Exoplanets and the Prospect We’re Not Alone!

Modern astronomers are busy with telescopes and spectroscopes, exploring distant star systems, searching for planets that might support life as we know it—maybe intelligent life… like us. They’re finding hundreds of exoplanets that orbit distant stars and just might have life forms like the plants and animals of our world.

Why? Because the exoplanets are like “Mama Bear”… they’re not too big, not too small; they’re kind of like the Earth… jus-s-st right. And they’re not too close to their sun or too far from it. Again, they’re sort of like the Earth: jus-s-st right.

To a modern scientist, looking for extraterrestrial life means looking outward toward the stars with the assumption that conditions for life out there will be a lot like conditions for life here on Earth… and finding life out there would be the ultimate proof that “we’re not alone.”
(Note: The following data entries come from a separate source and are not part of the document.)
//! Store API handlers
//!
//! ## Routes
//!
//! - `GET /stores` - filtered, paginated listing; the optional `filter`
//!   query parameter carries a URL-encoded JSON [`StoreFilter`]
//! - `POST /stores/search` - same semantics with the filter in the body
//! - `GET /stores/{id}` - single store
//! - `GET /stores/{id}/nearby` - stores within `distance` km (default 5)
//! - `POST /stores/{id}/close`, `POST /stores/{id}/open`
//! - `PATCH /stores/{id}` - sparse update (name, url, socials)
//! - `POST /stores/import` - one-shot CSV feed import; refuses when the
//!   collection is non-empty

use bytes::Bytes;
use http_body_util::{BodyExt, Full};
use hyper::body::Incoming;
use hyper::{Method, Request, Response, StatusCode};
use serde::Deserialize;
use std::collections::HashMap;
use std::sync::Arc;
use tracing::debug;

use crate::routes::{error_from, error_response, json_response, not_found};
use crate::server::AppState;
use crate::stores::{ImportSummary, Pagination, StoreFilter, StoreUpdate, DEFAULT_RADIUS_KM};

/// Parsed store route components
#[derive(Debug, PartialEq)]
struct StoreRoute<'a> {
    /// Store document id
    id: &'a str,
    /// Optional trailing action ("nearby", "close", "open")
    action: Option<&'a str>,
}

impl<'a> StoreRoute<'a> {
    /// Parse a path like "/stores/{id}" or "/stores/{id}/{action}"
    fn parse(path: &'a str) -> Option<Self> {
        let stripped = path.strip_prefix("/stores/")?;
        let mut parts = stripped.splitn(2, '/');

        let id = parts.next().filter(|s| !s.is_empty())?;
        let action = parts.next().filter(|s| !s.is_empty());

        Some(Self { id, action })
    }
}

/// Parse query string into key-value map
fn parse_query_params(query: &str) -> HashMap<String, String> {
    if query.is_empty() {
        return HashMap::new();
    }

    query
        .split('&')
        .filter_map(|pair| {
            let mut parts = pair.splitn(2, '=');
            let key = parts.next()?;
            let value = parts.next().unwrap_or("");
            Some((key.to_string(), value.to_string()))
        })
        .collect()
}

fn param_i64(params: &HashMap<String, String>, key: &str) -> Option<i64> {
    params.get(key).and_then(|v| v.parse().ok())
}

fn param_f64(params: &HashMap<String, String>, key: &str) -> Option<f64> {
    params.get(key).and_then(|v| v.parse().ok())
}

fn param_bool(params: &HashMap<String, String>, key: &str) -> bool {
    params
        .get(key)
        .map(|v| v == "true" || v == "1")
        .unwrap_or(false)
}

/// Decode the `filter` query parameter (URL-encoded JSON)
fn parse_filter_param(
    params: &HashMap<String, String>,
) -> Result<Option<StoreFilter>, Response<Full<Bytes>>> {
    let Some(raw) = params.get("filter") else {
        return Ok(None);
    };

    let decoded = urlencoding::decode(raw).map_err(|e| {
        error_response(
            StatusCode::BAD_REQUEST,
            &format!("filter parameter is not valid UTF-8: {e}"),
            "INVALID_FILTER",
        )
    })?;

    let filter = serde_json::from_str::<StoreFilter>(&decoded).map_err(|e| {
        error_response(
            StatusCode::BAD_REQUEST,
            &format!("filter parameter is not a valid filter: {e}"),
            "INVALID_FILTER",
        )
    })?;

    Ok(Some(filter))
}

/// Read and deserialize a JSON request body; an empty body is the default
async fn read_json<T>(req: Request<Incoming>) -> Result<T, Response<Full<Bytes>>>
where
    T: serde::de::DeserializeOwned + Default,
{
    let bytes = match req.into_body().collect().await {
        Ok(collected) => collected.to_bytes(),
        Err(e) => {
            return Err(error_response(
                StatusCode::BAD_REQUEST,
                &format!("failed to read request body: {e}"),
                "BAD_BODY",
            ))
        }
    };

    if bytes.is_empty() {
        return Ok(T::default());
    }

    serde_json::from_slice(&bytes).map_err(|e| {
        error_response(
            StatusCode::BAD_REQUEST,
            &format!("invalid JSON body: {e}"),
            "INVALID_BODY",
        )
    })
}

/// Dispatch /stores/{id}[/{action}] requests
pub async fn dispatch(
    state: Arc<AppState>,
    method: Method,
    path: &str,
    query: Option<&str>,
    req: Request<Incoming>,
) -> Response<Full<Bytes>> {
    let Some(route) = StoreRoute::parse(path) else {
        return not_found(path);
    };

    match (method, route.action) {
        (Method::GET, Some("nearby")) => nearby(state, route.id, query).await,
        (Method::POST, Some("close")) => close(state, route.id).await,
        (Method::POST, Some("open")) => open(state, route.id).await,
        (Method::GET, None) => get(state, route.id).await,
        (Method::PATCH, None) => update(state, route.id, req).await,
        _ => not_found(path),
    }
}

/// Handle GET /stores
pub async fn list(state: Arc<AppState>, query: Option<&str>) -> Response<Full<Bytes>> {
    let params = parse_query_params(query.unwrap_or(""));

    let filter = match parse_filter_param(&params) {
        Ok(f) => f,
        Err(resp) => return resp,
    };

    let pagination = match Pagination::normalize(param_i64(&params, "page"), param_i64(&params, "limit")) {
        Ok(p) => p,
        Err(e) => return error_from(&e),
    };

    let include_closed = param_bool(&params, "include_closed");

    debug!(page = pagination.page, limit = pagination.limit, include_closed, "store listing");

    run_list(state, filter, pagination, include_closed).await
}

/// Body shape for POST /stores/search
#[derive(Debug, Default, Deserialize)]
struct SearchRequest {
    #[serde(rename = "where")]
    filter: Option<StoreFilter>,
    page: Option<i64>,
    limit: Option<i64>,
    #[serde(default)]
    include_closed: bool,
}

/// Handle POST /stores/search
pub async fn search(state: Arc<AppState>, req: Request<Incoming>) -> Response<Full<Bytes>> {
    let body: SearchRequest = match read_json(req).await {
        Ok(b) => b,
        Err(resp) => return resp,
    };

    let pagination = match Pagination::normalize(body.page, body.limit) {
        Ok(p) => p,
        Err(e) => return error_from(&e),
    };

    run_list(state, body.filter, pagination, body.include_closed).await
}

async fn run_list(
    state: Arc<AppState>,
    filter: Option<StoreFilter>,
    pagination: Pagination,
    include_closed: bool,
) -> Response<Full<Bytes>> {
    let service = match state.stores().await {
        Ok(s) => s,
        Err(e) => return error_from(&e),
    };

    match service
        .list_stores(filter.as_ref(), pagination, include_closed)
        .await
    {
        Ok(stores) => json_response(&stores),
        Err(e) => error_from(&e),
    }
}

/// Handle GET /stores/{id}
async fn get(state: Arc<AppState>, id: &str) -> Response<Full<Bytes>> {
    let service = match state.stores().await {
        Ok(s) => s,
        Err(e) => return error_from(&e),
    };

    match service.get_store(id).await {
        Ok(store) => json_response(&store),
        Err(e) => error_from(&e),
    }
}

/// Handle GET /stores/{id}/nearby
async fn nearby(state: Arc<AppState>, id: &str, query: Option<&str>) -> Response<Full<Bytes>> {
    let params = parse_query_params(query.unwrap_or(""));
    let distance = param_f64(&params, "distance").unwrap_or(DEFAULT_RADIUS_KM);
    let include_closed = param_bool(&params, "include_closed");

    let service = match state.stores().await {
        Ok(s) => s,
        Err(e) => return error_from(&e),
    };

    match service.nearby_stores(id, distance, include_closed).await {
        Ok(stores) => json_response(&stores),
        Err(e) => error_from(&e),
    }
}

/// Handle POST /stores/{id}/close
async fn close(state: Arc<AppState>, id: &str) -> Response<Full<Bytes>> {
    let service = match state.stores().await {
        Ok(s) => s,
        Err(e) => return error_from(&e),
    };

    match service.close_store(id).await {
        Ok(store) => json_response(&store),
        Err(e) => error_from(&e),
    }
}

/// Handle POST /stores/{id}/open
async fn open(state: Arc<AppState>, id: &str) -> Response<Full<Bytes>> {
    let service = match state.stores().await {
        Ok(s) => s,
        Err(e) => return error_from(&e),
    };

    match service.open_store(id).await {
        Ok(store) => json_response(&store),
        Err(e) => error_from(&e),
    }
}

/// Handle PATCH /stores/{id}
async fn update(state: Arc<AppState>, id: &str, req: Request<Incoming>) -> Response<Full<Bytes>> {
    let body: StoreUpdate = match read_json(req).await {
        Ok(b) => b,
        Err(resp) => return resp,
    };

    let service = match state.stores().await {
        Ok(s) => s,
        Err(e) => return error_from(&e),
    };

    match service.update_store(id, body).await {
        Ok(store) => json_response(&store),
        Err(e) => error_from(&e),
    }
}

/// Import response body, `{ "data": { "count": n } }`
#[derive(serde::Serialize)]
struct ImportResponse {
    data: ImportSummary,
}

/// Handle POST /stores/import
pub async fn import(state: Arc<AppState>) -> Response<Full<Bytes>> {
    let service = match state.stores().await {
        Ok(s) => s,
        Err(e) => return error_from(&e),
    };

    match service.import_from_feed(&state.args.stores_uri).await {
        Ok(summary) => json_response(&ImportResponse { data: summary }),
        Err(e) => error_from(&e),
    }
}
Well, folks, there are a couple of problems with that thinking. First, you don’t have to go to all that trouble. If you really want to find extraterrestrial life, you don’t have to open your coffers to fund billion-dollar space astronomy programs… you just have to open your mind. Your mind’s like a radio tuner that’s normally set to your favorite station and mine—the vibrations of the material world and material universe. Most of us assume it’s the only station, but the fact is that there are countless other stations—other worlds and universe in-beyond* of our physical universe that march to a different beat, dance to a different vibration. And we can learn to tune our minds to visit those other worlds. And when we get there, we sometimes find them flourishing with life… conscious life… life that’s sometimes so conscious and bright that it makes us feel like bugs… but in a good, reassuring way, because those brilliant beings only want to love us, not step on us.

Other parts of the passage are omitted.